Word for word, return the lines from the start of the entries below through the line that has "a socket, send".

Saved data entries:
★ ★ ★ ★ ★ ★ ★

//! Sync engine
//!
//! Owns every piece of conversation state for one signed-in session: the
//! active conversation and its channel, the message list, the seen-message
//! index, typing peers, and the ranked conversation list.
//!
//! The engine performs no I/O. Each operation applies its change and
//! returns the [`Effect`]s the runtime must carry out (open a socket, send
//! a frame, call a REST endpoint, notify the UI). Results of that work come
//! back in through the `*_loaded` / `channel_*` operations, tagged so that
//! anything belonging to an abandoned conversation or a superseded channel
//! is dropped.

use std::time::Duration;

use serde::Serialize;
use tokio::time::Instant;
use tracing::{debug, info, warn};

use super::dedup::SeenMessages;
use super::message::{ClientMessage, ServerMessage, TypingStatus};
use super::ranker::ConversationList;
use super::typing::TypingTracker;
use crate::error::{ApiError, SyncError};
use crate::models::{
    Conversation, ConversationId, Message, MessageId, MessageRecord, TypingUser, UserId,
    UNKNOWN_NAME,
};
use crate::session::Session;

/// Identity of one channel (socket) opened by the engine
pub type ChannelId = u64;

/// Tag for REST results that belong to one conversation session
#[derive(Debug, Clone, Copy, PartialEq, Eq)]
pub struct Ticket {
    pub conversation: ConversationId,
    pub session: u64,
}

/// Work the runtime must perform on the engine's behalf
#[derive(Debug, Clone, PartialEq)]
pub enum Effect {
    /// Open a socket for `conversation` and report back as `channel`
    OpenChannel {
        channel: ChannelId,
        conversation: ConversationId,
        token: String,
    },
    /// Close a socket
    CloseChannel { channel: ChannelId },
    /// Write a frame to an open socket
    Send {
        channel: ChannelId,
        message: ClientMessage,
    },
    /// `GET /conversations/{id}/messages/`
    FetchHistory { ticket: Ticket },
    /// `GET /conversations/{id}/`
    FetchConversation { ticket: Ticket },
    /// `GET /chats/`
    FetchConversations,
    /// `POST /conversations/{id}/read/`
    MarkRead { conversation: ConversationId },
    /// Tell the UI something changed
    Notify(SyncEvent),
}

/// Events emitted to the UI
#[derive(Debug, Clone, PartialEq)]
pub enum SyncEvent {
    /// Connectivity or active conversation changed
    ConnectionChanged {
        conversation: Option<ConversationId>,
        connected: bool,
    },
    /// A new message was appended
    MessageReceived(Message),
    /// History for the active conversation was merged
    HistoryLoaded {
        conversation: ConversationId,
        added: usize,
    },
    /// The set of typing peers changed
    TypingChanged(Vec<TypingUser>),
    /// Messages were flagged read
    MessagesRead,
    /// The conversation list changed
    ConversationsUpdated,
    /// A background operation failed
    Error(String),
}

/// Read-only view of the engine state for rendering
#[derive(Debug, Clone, Default, PartialEq, Serialize)]
pub struct SyncSnapshot {
    pub active_conversation: Option<ConversationId>,
    pub connected: bool,
    pub messages: Vec<Message>,
    pub typing: Vec<TypingUser>,
    pub conversations: Vec<Conversation>,
    pub loading_history: bool,
    pub loading_conversations: bool,
}

#[derive(Debug, Clone, Copy, PartialEq, Eq)]
enum ChannelPhase {
    Opening,
    Open,
}

#[derive(Debug, Clone, Copy)]
struct Channel {
    id: ChannelId,
    conversation: ConversationId,
    phase: ChannelPhase,
}

/// Conversation sync state machine
#[derive(Debug)]
pub struct SyncEngine {
    session: Session,
    active: Option<ConversationId>,
    channel: Option<Channel>,
    next_channel: ChannelId,
    /// Bumped on every conversation switch; stale REST results fail the check
    session_epoch: u64,
    messages: Vec<Message>,
    seen: SeenMessages,
    typing: TypingTracker,
    conversations: ConversationList,
    loading_history: bool,
    loading_conversations: bool,
}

★ ★ ★ ★ ★ ★ ★

* **Exercise result**:
//! Sync engine
//!
//! Owns every piece of conversation state for one signed-in session: the
//! active conversation and its channel, the message list, the seen-message
//! index, typing peers, and the ranked conversation list.
//!
//! The engine performs no I/O. Each operation applies its change and
//! returns the [`Effect`]s the runtime must carry out (open a socket, send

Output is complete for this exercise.